━━━ Provided data
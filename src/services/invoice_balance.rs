use chrono::{DateTime, Utc};
use serde::{Deserialize, Serialize};
use serde_json::{json, Map, Value};

use crate::{
    error::{AppError, AppResult},
    services::currency::{round_cents, safe_numeric},
};

pub const AMOUNT_FIELDS: &[&str] = &["amount_rent", "amount_late", "amount_other", "amount_paid"];

#[derive(Debug, Clone, Copy, PartialEq, Eq, Serialize, Deserialize)]
#[serde(rename_all = "UPPERCASE")]
pub enum InvoiceStatus {
    Open,
    Paid,
    Void,
}

impl InvoiceStatus {
    pub fn as_str(self) -> &'static str {
        match self {
            Self::Open => "OPEN",
            Self::Paid => "PAID",
            Self::Void => "VOID",
        }
    }

    pub fn parse(raw: &str) -> Option<Self> {
        match raw.trim().to_ascii_uppercase().as_str() {
            "OPEN" => Some(Self::Open),
            "PAID" => Some(Self::Paid),
            "VOID" => Some(Self::Void),
            _ => None,
        }
    }
}

/// The four inputs an invoice balance is derived from.
#[derive(Debug, Clone, Copy, Default, PartialEq)]
pub struct InvoiceAmounts {
    pub amount_rent: f64,
    pub amount_late: f64,
    pub amount_other: f64,
    pub amount_paid: f64,
}

impl InvoiceAmounts {
    pub fn from_row(row: &Value) -> Self {
        let field = |key: &str| safe_numeric(row.get(key));
        Self {
            amount_rent: field("amount_rent"),
            amount_late: field("amount_late"),
            amount_other: field("amount_other"),
            amount_paid: field("amount_paid"),
        }
    }

    /// Fields present in `patch` replace the persisted ones; the rest keep
    /// their prior values.
    pub fn overlay(self, patch: &Map<String, Value>) -> Self {
        let field = |key: &str, prior: f64| {
            patch
                .get(key)
                .filter(|value| !value.is_null())
                .map_or(prior, |value| safe_numeric(value))
        };
        Self {
            amount_rent: field("amount_rent", self.amount_rent),
            amount_late: field("amount_late", self.amount_late),
            amount_other: field("amount_other", self.amount_other),
            amount_paid: field("amount_paid", self.amount_paid),
        }
    }

    pub fn with_late_fee(self, amount_late: f64) -> Self {
        Self {
            amount_late,
            ..self
        }
    }

    /// Adds (or, for a negative delta, removes) a payment. Paid never drops
    /// below zero.
    pub fn with_payment(self, delta: f64) -> Self {
        Self {
            amount_paid: round_cents((self.amount_paid + delta).max(0.0)),
            ..self
        }
    }
}

pub fn touches_amounts(patch: &Map<String, Value>) -> bool {
    AMOUNT_FIELDS.iter().any(|key| patch.contains_key(*key))
}

#[derive(Debug, Clone, PartialEq)]
pub struct InvoiceBalance {
    pub amount_total: f64,
    pub balance_due: f64,
    pub status: InvoiceStatus,
    pub paid_in_full_at: Option<DateTime<Utc>>,
}

impl InvoiceBalance {
    /// A voided invoice stays voided whatever its balance.
    pub fn keeping_void(self, prior: Option<InvoiceStatus>) -> Self {
        if prior == Some(InvoiceStatus::Void) {
            return Self {
                status: InvoiceStatus::Void,
                paid_in_full_at: None,
                ..self
            };
        }
        self
    }

    /// Writes the derived columns into an update payload.
    pub fn write_into(&self, patch: &mut Map<String, Value>) {
        patch.insert("amount_total".to_string(), json!(self.amount_total));
        patch.insert("balance_due".to_string(), json!(self.balance_due));
        patch.insert(
            "status".to_string(),
            Value::String(self.status.as_str().to_string()),
        );
        patch.insert(
            "paid_in_full_at".to_string(),
            self.paid_in_full_at
                .map(|at| Value::String(at.to_rfc3339()))
                .unwrap_or(Value::Null),
        );
    }
}

/// total = rent + late + other; balance = total - paid; PAID iff balance <= 0.
pub fn recompute_invoice(amounts: &InvoiceAmounts, now: DateTime<Utc>) -> InvoiceBalance {
    let amount_total = round_cents(amounts.amount_rent + amounts.amount_late + amounts.amount_other);
    let balance_due = round_cents(amount_total - amounts.amount_paid);
    let status = if balance_due <= 0.0 {
        InvoiceStatus::Paid
    } else {
        InvoiceStatus::Open
    };
    InvoiceBalance {
        amount_total,
        balance_due,
        status,
        paid_in_full_at: (status == InvoiceStatus::Paid).then_some(now),
    }
}

/// Update payload for a late-fee-only change: `amount_late` forced to the new
/// value, rent and other untouched, derived columns recomputed.
pub fn late_fee_patch(
    invoice: &Value,
    amount_late: f64,
    now: DateTime<Utc>,
) -> AppResult<Map<String, Value>> {
    let amount_late = validate_late_fee(amount_late)?;
    let prior_status = invoice
        .get("status")
        .and_then(Value::as_str)
        .and_then(InvoiceStatus::parse);
    let amounts = InvoiceAmounts::from_row(invoice).with_late_fee(amount_late);
    let balance = recompute_invoice(&amounts, now).keeping_void(prior_status);

    let mut patch = Map::new();
    patch.insert("amount_late".to_string(), json!(amount_late));
    balance.write_into(&mut patch);
    Ok(patch)
}

pub fn validate_late_fee(amount: f64) -> AppResult<f64> {
    if !amount.is_finite() {
        return Err(AppError::BadRequest(
            "Late fee amount must be a number.".to_string(),
        ));
    }
    if amount < 0.0 {
        return Err(AppError::BadRequest(
            "Late fee amount cannot be negative.".to_string(),
        ));
    }
    Ok(round_cents(amount))
}

/// Splits a late-fee move into the new late amounts for source and target.
/// `amount` defaults to the source's whole late fee.
pub fn plan_late_fee_move(
    source_late: f64,
    target_late: f64,
    amount: Option<f64>,
) -> AppResult<(f64, f64)> {
    let moved = validate_late_fee(amount.unwrap_or(source_late))?;
    if moved > round_cents(source_late) {
        return Err(AppError::BadRequest(
            "Cannot move more than the source invoice's late fee.".to_string(),
        ));
    }
    Ok((
        round_cents(source_late - moved),
        round_cents(target_late + moved),
    ))
}

#[cfg(test)]
mod tests {
    use chrono::{TimeZone, Utc};
    use serde_json::{json, Map, Value};

    use super::{
        late_fee_patch, plan_late_fee_move, recompute_invoice, touches_amounts, InvoiceAmounts,
        InvoiceStatus,
    };
    use crate::error::AppError;

    fn now() -> chrono::DateTime<Utc> {
        Utc.with_ymd_and_hms(2026, 3, 15, 12, 0, 0).unwrap()
    }

    #[test]
    fn partial_payment_leaves_invoice_open() {
        let amounts = InvoiceAmounts {
            amount_rent: 1000.0,
            amount_late: 50.0,
            amount_other: 25.5,
            amount_paid: 400.0,
        };
        let balance = recompute_invoice(&amounts, now());
        assert_eq!(balance.amount_total, 1075.5);
        assert_eq!(balance.balance_due, 675.5);
        assert_eq!(balance.status, InvoiceStatus::Open);
        assert_eq!(balance.paid_in_full_at, None);
    }

    #[test]
    fn exact_and_over_payment_mark_paid() {
        let exact = InvoiceAmounts {
            amount_rent: 0.1,
            amount_other: 0.2,
            amount_paid: 0.3,
            ..InvoiceAmounts::default()
        };
        let balance = recompute_invoice(&exact, now());
        assert_eq!(balance.balance_due, 0.0);
        assert_eq!(balance.status, InvoiceStatus::Paid);
        assert_eq!(balance.paid_in_full_at, Some(now()));

        let over = InvoiceAmounts {
            amount_rent: 500.0,
            amount_paid: 650.0,
            ..InvoiceAmounts::default()
        };
        let balance = recompute_invoice(&over, now());
        assert_eq!(balance.balance_due, -150.0);
        assert_eq!(balance.status, InvoiceStatus::Paid);
    }

    #[test]
    fn recompute_is_idempotent() {
        let amounts = InvoiceAmounts {
            amount_rent: 812.37,
            amount_late: 35.0,
            amount_other: 0.0,
            amount_paid: 100.0,
        };
        let once = recompute_invoice(&amounts, now());
        let twice = recompute_invoice(&amounts, now());
        assert_eq!(once, twice);
    }

    #[test]
    fn overlay_keeps_unsupplied_fields() {
        let row = json!({
            "amount_rent": "900.00",
            "amount_late": "45.00",
            "amount_other": 10,
            "amount_paid": "0"
        });
        let mut patch = Map::new();
        patch.insert("amount_paid".to_string(), json!(955));
        let amounts = InvoiceAmounts::from_row(&row).overlay(&patch);
        assert_eq!(amounts.amount_rent, 900.0);
        assert_eq!(amounts.amount_late, 45.0);
        assert_eq!(amounts.amount_paid, 955.0);
        assert_eq!(recompute_invoice(&amounts, now()).status, InvoiceStatus::Paid);
        assert!(touches_amounts(&patch));
        assert!(!touches_amounts(&Map::new()));
    }

    #[test]
    fn payments_never_drive_paid_negative() {
        let amounts = InvoiceAmounts {
            amount_rent: 100.0,
            amount_paid: 40.0,
            ..InvoiceAmounts::default()
        };
        assert_eq!(amounts.with_payment(-60.0).amount_paid, 0.0);
        assert_eq!(amounts.with_payment(60.0).amount_paid, 100.0);
    }

    #[test]
    fn late_fee_patch_recomputes_without_touching_rent() {
        let invoice = json!({
            "amount_rent": 1000,
            "amount_late": 75,
            "amount_other": 0,
            "amount_paid": 1000,
            "status": "OPEN"
        });
        let patch = late_fee_patch(&invoice, 0.0, now()).expect("patch");
        assert_eq!(patch.get("amount_late"), Some(&json!(0.0)));
        assert_eq!(patch.get("amount_total"), Some(&json!(1000.0)));
        assert_eq!(patch.get("balance_due"), Some(&json!(0.0)));
        assert_eq!(patch.get("status"), Some(&json!("PAID")));
        assert!(!patch.contains_key("amount_rent"));
        assert!(patch.get("paid_in_full_at").is_some_and(Value::is_string));
    }

    #[test]
    fn voided_invoices_stay_void() {
        let invoice = json!({"amount_rent": 500, "amount_paid": 0, "status": "VOID"});
        let patch = late_fee_patch(&invoice, 25.0, now()).expect("patch");
        assert_eq!(patch.get("status"), Some(&json!("VOID")));
        assert_eq!(patch.get("paid_in_full_at"), Some(&Value::Null));
    }

    #[test]
    fn negative_late_fee_is_rejected() {
        let invoice = json!({"amount_rent": 500});
        assert!(matches!(
            late_fee_patch(&invoice, -1.0, now()),
            Err(AppError::BadRequest(_))
        ));
    }

    #[test]
    fn plans_late_fee_moves() {
        assert_eq!(plan_late_fee_move(50.0, 0.0, None).expect("move"), (0.0, 50.0));
        assert_eq!(
            plan_late_fee_move(50.0, 10.0, Some(20.0)).expect("move"),
            (30.0, 30.0)
        );
        assert!(plan_late_fee_move(50.0, 0.0, Some(60.0)).is_err());
        assert!(plan_late_fee_move(50.0, 0.0, Some(-5.0)).is_err());
    }

    #[test]
    fn parses_status_case_insensitively() {
        assert_eq!(InvoiceStatus::parse(" paid "), Some(InvoiceStatus::Paid));
        assert_eq!(InvoiceStatus::parse("void"), Some(InvoiceStatus::Void));
        assert_eq!(InvoiceStatus::parse("draft"), None);
    }
}
use std::env;

#[derive(Debug, Clone)]
pub struct AppConfig {
    pub app_name: String,
    pub environment: String,
    pub api_prefix: String,
    pub host: String,
    pub port: u16,
    pub cors_origins: Vec<String>,
    pub rate_limit_enabled: bool,
    pub rate_limit_per_second: u64,
    pub rate_limit_burst_size: u32,
    pub request_timeout_seconds: u64,
    pub database_url: Option<String>,
    pub db_pool_max_connections: u32,
    pub db_pool_min_connections: u32,
    pub db_pool_acquire_timeout_seconds: u64,
    pub db_pool_idle_timeout_seconds: u64,
    pub db_run_migrations: bool,
    pub late_report_severe_days: i64,
}

impl AppConfig {
    pub fn from_env() -> Self {
        Self {
            app_name: env_or("APP_NAME", "Rental Ledger API"),
            environment: env_or("ENVIRONMENT", "development"),
            api_prefix: normalize_prefix(&env_or("API_PREFIX", "/v1")),
            host: env_or("HOST", "0.0.0.0"),
            port: env_parse_or("PORT", 8000),
            cors_origins: parse_csv(&env_or("CORS_ORIGINS", "http://localhost:3000")),
            rate_limit_enabled: env_parse_bool_or("RATE_LIMIT_ENABLED", true),
            rate_limit_per_second: env_parse_or("RATE_LIMIT_PER_SECOND", 10),
            rate_limit_burst_size: env_parse_or("RATE_LIMIT_BURST_SIZE", 100),
            request_timeout_seconds: env_parse_or("REQUEST_TIMEOUT_SECONDS", 30),
            database_url: env_opt("DATABASE_URL"),
            db_pool_max_connections: env_parse_or("DB_POOL_MAX_CONNECTIONS", 5),
            db_pool_min_connections: env_parse_or("DB_POOL_MIN_CONNECTIONS", 1),
            db_pool_acquire_timeout_seconds: env_parse_or("DB_POOL_ACQUIRE_TIMEOUT_SECONDS", 5),
            db_pool_idle_timeout_seconds: env_parse_or("DB_POOL_IDLE_TIMEOUT_SECONDS", 600),
            db_run_migrations: env_parse_bool_or("DB_RUN_MIGRATIONS", false),
            late_report_severe_days: env_parse_or("LATE_REPORT_SEVERE_DAYS", 30),
        }
    }

    pub fn is_production(&self) -> bool {
        self.environment.trim().eq_ignore_ascii_case("production")
    }
}

#[cfg(test)]
impl AppConfig {
    /// Configuration used by router tests: no database, no rate limiting.
    pub fn for_tests() -> Self {
        Self {
            app_name: "Rental Ledger API (test)".to_string(),
            environment: "test".to_string(),
            api_prefix: "/v1".to_string(),
            host: "127.0.0.1".to_string(),
            port: 0,
            cors_origins: vec!["*".to_string()],
            rate_limit_enabled: false,
            rate_limit_per_second: 10,
            rate_limit_burst_size: 100,
            request_timeout_seconds: 30,
            database_url: None,
            db_pool_max_connections: 1,
            db_pool_min_connections: 0,
            db_pool_acquire_timeout_seconds: 1,
            db_pool_idle_timeout_seconds: 60,
            db_run_migrations: false,
            late_report_severe_days: 30,
        }
    }
}

fn env_opt(key: &str) -> Option<String> {
    env::var(key)
        .ok()
        .map(|value| value.trim().to_string())
        .filter(|value| !value.is_empty())
}

fn env_or(key: &str, default: &str) -> String {
    env_opt(key).unwrap_or_else(|| default.to_string())
}

fn env_parse_or<T>(key: &str, default: T) -> T
where
    T: std::str::FromStr + Copy,
{
    env_opt(key)
        .and_then(|raw| raw.parse::<T>().ok())
        .unwrap_or(default)
}

fn env_parse_bool_or(key: &str, default: bool) -> bool {
    env_opt(key)
        .as_deref()
        .and_then(parse_bool)
        .unwrap_or(default)
}

fn parse_bool(raw: &str) -> Option<bool> {
    match raw.trim().to_ascii_lowercase().as_str() {
        "1" | "true" | "yes" | "on" => Some(true),
        "0" | "false" | "no" | "off" => Some(false),
        _ => None,
    }
}

fn parse_csv(raw: &str) -> Vec<String> {
    raw.split(',')
        .map(str::trim)
        .filter(|value| !value.is_empty())
        .map(ToOwned::to_owned)
        .collect()
}

fn normalize_prefix(raw: &str) -> String {
    let mut prefix = raw.trim().to_string();
    if prefix.is_empty() {
        return "/v1".to_string();
    }
    if !prefix.starts_with('/') {
        prefix.insert(0, '/');
    }
    while prefix.ends_with('/') && prefix.len() > 1 {
        prefix.pop();
    }
    prefix
}

#[cfg(test)]
mod tests {
    use super::{normalize_prefix, parse_bool, parse_csv};

    #[test]
    fn normalizes_prefix() {
        assert_eq!(normalize_prefix("v1"), "/v1");
        assert_eq!(normalize_prefix("/v1/"), "/v1");
        assert_eq!(normalize_prefix("  /api/v2// "), "/api/v2");
        assert_eq!(normalize_prefix(""), "/v1");
    }

    #[test]
    fn parses_bool_flags() {
        assert_eq!(parse_bool("ON"), Some(true));
        assert_eq!(parse_bool(" no "), Some(false));
        assert_eq!(parse_bool("maybe"), None);
    }

    #[test]
    fn splits_csv_and_drops_blanks() {
        assert_eq!(
            parse_csv("http://a.test, ,http://b.test,"),
            vec!["http://a.test".to_string(), "http://b.test".to_string()]
        );
    }
}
━━━━━━
For each line in the entries that holds "Option", return that line.

    pub fn parse(raw: &str) -> Option<Self> {
    pub paid_in_full_at: Option<DateTime<Utc>>,
    pub fn keeping_void(self, prior: Option<InvoiceStatus>) -> Self {
    amount: Option<f64>,
    pub database_url: Option<String>,
fn env_opt(key: &str) -> Option<String> {
fn parse_bool(raw: &str) -> Option<bool> {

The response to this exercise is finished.